They do have them http://www.fenixtactical.com/fenix-hp30.html


----------



## degarb (Jan 15, 2014)

Do I need to buy one to see how they compare at the 12 hour setting with the 9.5 hour setting of the hp11? I keep coming back to check. I guess I need to mud shark it to other forums, or worse, youtube?


----------



## rockhopper (Jan 15, 2014)

I got one incoming tomorrow. Sadly I dont own a HP11. 
So with that in mind, is there anything you would like me to check?
btw grats on 1k posts!


----------



## degarb (Jan 16, 2014)

rockhopper said:


> is there anything you would like me to check?
> btw grats on 1k posts!



Color rendering (esp. v. xpg). I am interested in hotspot and corona lux at 1 meter for each setting. Current, esp. at 4 hour setting (to see if we can go higher than 4 hour. And maybe diameter of hotspot at 1 meter. I am guessing the corona is a wide 100 degrees or so. Naturally, comfort and how short the cord was made. 


Runtimes below 4 hours bore me, as I try never to use them. Ex. My worker ignorantly threw the HP11 into the 2.5 hour mode and couldn't finish his work day with the only headlamp on job besides a bt20, which he would never be able to wear, due to its bulk and short cord.


----------



## rockhopper (Jan 16, 2014)

degarb said:


> Color rendering (esp. v. xpg). I am interested in hotspot and corona lux at 1 meter for each setting. Current, esp. at 4 hour setting (to see if we can go higher than 4 hour. And maybe diameter of hotspot at 1 meter. I am guessing the corona is a wide 100 degrees or so. Naturally, comfort and how short the cord was made.
> 
> Runtimes below 4 hours bore me, as I try never to use them. Ex. My worker ignorantly threw the HP11 into the 2.5 hour mode and couldn't finish his work day with the only headlamp on job besides a bt20, which he would never be able to wear, due to its bulk and short cord.



Ok bear with me, I'm not much of a light veteran. You lost me with xpg. 

I can make some pictures of the beams at different settings at 1 meter for sure, but that will take a few days. 

I can do an endurance run as well, mind you that I use 3400mAh 18650. 

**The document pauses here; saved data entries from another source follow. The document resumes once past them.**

use std::{
    collections::HashSet,
    path::{Path, PathBuf},
};

use crate::{
    error::Result,
    library::{LibraryIndex, index::media_files_under},
    utils,
};

/// An ordered, de-duplicated list of media files to process.
#[derive(Debug, Clone, Default, PartialEq, Eq)]
pub struct TargetList {
    paths: Vec<PathBuf>,
    seen: HashSet<PathBuf>,
}

impl TargetList {
    pub fn new() -> Self {
        Self::default()
    }

    /// Adds `path` unless it is already present. Returns whether it was added.
    pub fn push(&mut self, path: PathBuf) -> bool {
        if self.seen.contains(&path) {
            return false;
        }
        self.seen.insert(path.clone());
        self.paths.push(path);
        true
    }

    pub fn extend<I>(&mut self, paths: I)
    where
        I: IntoIterator<Item = PathBuf>,
    {
        for path in paths {
            self.push(path);
        }
    }

    pub fn retain<F>(&mut self, mut keep: F)
    where
        F: FnMut(&Path) -> bool,
    {
        let seen = &mut self.seen;
        self.paths.retain(|p| {
            let keep_it = keep(p.as_path());
            if !keep_it {
                seen.remove(p);
            }
            keep_it
        });
    }

    pub fn iter(&self) -> impl Iterator<Item = &PathBuf> {
        self.paths.iter()
    }

    pub fn len(&self) -> usize {
        self.paths.len()
    }

    pub fn is_empty(&self) -> bool {
        self.paths.is_empty()
    }

    pub fn as_slice(&self) -> &[PathBuf] {
        &self.paths
    }

    pub fn into_vec(self) -> Vec<PathBuf> {
        self.paths
    }
}

impl FromIterator<PathBuf> for TargetList {
    fn from_iter<I: IntoIterator<Item = PathBuf>>(iter: I) -> Self {
        let mut list = TargetList::new();
        list.extend(iter);
        list
    }
}

/// What the user picked: artist folders, album folders of a single artist,
/// individual tracks, or arbitrary paths.
#[derive(Debug, Clone, Default)]
pub struct Selection {
    pub artists: Vec<String>,
    pub albums: Vec<String>,
    pub tracks: Vec<PathBuf>,
    pub paths: Vec<PathBuf>,
}

impl Selection {
    pub fn is_empty(&self) -> bool {
        self.artists.is_empty() && self.tracks.is_empty() && self.paths.is_empty()
    }

    /// Expands the selection into media files below the library root.
    ///
    /// Several artists select everything they contain. With one artist, the
    /// tracks win over albums and albums win over the whole artist folder.
    pub fn resolve(&self, index: &LibraryIndex) -> Result<TargetList> {
        let mut targets = TargetList::new();

        for path in &self.paths {
            if path.is_dir() {
                targets.extend(media_files_under(path));
            } else if path.is_file() && utils::is_media_file(path) {
                targets.push(path.clone());
            }
        }

        if self.artists.is_empty() {
            for track in &self.tracks {
                if track.is_file() && utils::is_media_file(track) {
                    targets.push(track.clone());
                }
            }
            return Ok(targets);
        }

        let root = index.require_root()?;

        if self.artists.len() > 1 {
            for artist in &self.artists {
                targets.extend(media_files_under(&root.join(artist)));
            }
            return Ok(targets);
        }

        let artist_dir = root.join(&self.artists[0]);
        if !self.tracks.is_empty() {
            for track in &self.tracks {
                let path = resolve_track(&artist_dir, &self.albums, track);
                if path.is_file() && utils::is_media_file(&path) {
                    targets.push(path);
                }
            }
        } else if !self.albums.is_empty() {
            for album in &self.albums {
                targets.extend(media_files_under(&artist_dir.join(album)));
            }
        } else {
            targets.extend(media_files_under(&artist_dir));
        }

        Ok(targets)
    }
}

/// Tracks may be given as a full path, relative to the artist folder
/// ("Album/03 Song.mp3") or relative to the first selected album. A relative
/// path only falls back to the working directory when the library has no match.
fn resolve_track(artist_dir: &Path, albums: &[String], track: &Path) -> PathBuf {
    if track.is_absolute() {
        return track.to_path_buf();
    }

    let under_artist = artist_dir.join(track);
    if under_artist.is_file() {
        return under_artist;
    }

    if let Some(album) = albums.first() {
        let under_album = artist_dir.join(album).join(track);
        if under_album.is_file() {
            return under_album;
        }
    }

    track.to_path_buf()
}

/// A media file has a lyric artifact when a `.lrc` or `.txt` sibling exists.
pub fn has_lyric_artifact(media: &Path) -> bool {
    utils::lyric_path(media).exists() || utils::plain_path(media).exists()
}

/// Media files of a selection that have no lyric artifact yet.
#[derive(Debug, Clone, Default, PartialEq, Eq)]
pub struct MissingSet {
    targets: TargetList,
}

impl MissingSet {
    /// Walks the selection, keeps files without lyrics, and marks the
    /// touched artists as scanned with their cache entries purged.
    pub fn scan(index: &LibraryIndex, selection: &Selection) -> Result<Self> {
        let mut targets = selection.resolve(index)?;
        targets.retain(|media| !has_lyric_artifact(media));

        let mut artists: Vec<String> = selection.artists.clone();
        artists.extend(
            targets
                .iter()
                .map(|media| utils::infer_artist(media, index.root())),
        );
        utils::remove_duplicate_strings(&mut artists);

        for artist in &artists {
            index.mark_scanned(artist);
            index.invalidate_artist(artist);
        }

        Ok(Self { targets })
    }

    /// Rebuilds a previously computed set, dropping files that gained lyrics
    /// or disappeared in the meantime.
    pub fn restore<I>(paths: I) -> Self
    where
        I: IntoIterator<Item = PathBuf>,
    {
        let mut targets: TargetList = paths.into_iter().collect();
        targets.retain(|media| media.is_file() && !has_lyric_artifact(media));
        Self { targets }
    }

    pub fn targets(&self) -> &TargetList {
        &self.targets
    }

    pub fn into_targets(self) -> TargetList {
        self.targets
    }

    pub fn len(&self) -> usize {
        self.targets.len()
    }

    pub fn is_empty(&self) -> bool {
        self.targets.is_empty()
    }

    pub fn to_strings(&self) -> Vec<String> {
        self.targets
            .iter()
            .map(|p| p.to_string_lossy().into_owned())
            .collect()
    }
}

Luckily I do have a BT20 so I can compare the cord-lenghts. Maybe this light can help you explain the color rendering a bit more, for what you're after. For refence I also have Fenix TK41, LD20 and LD22, Olight M30, Nitecore SRT5 and EagleTac D25C clicky.

As for cord lenght... how tall is this guy? The BT20 with extention runs around 1.40 meter unless he's really tall that should work no? Anyway mailman just came by and here are some first impressions.
The cord is slightly longer running for about 1.50 (not counting the light seld or the battery package, so just the "string") So that makes about 10-15 cm difference in lenght. I should say that if the BT20 doesnt work then the HP30 won't either... (seriously, how tall is he?)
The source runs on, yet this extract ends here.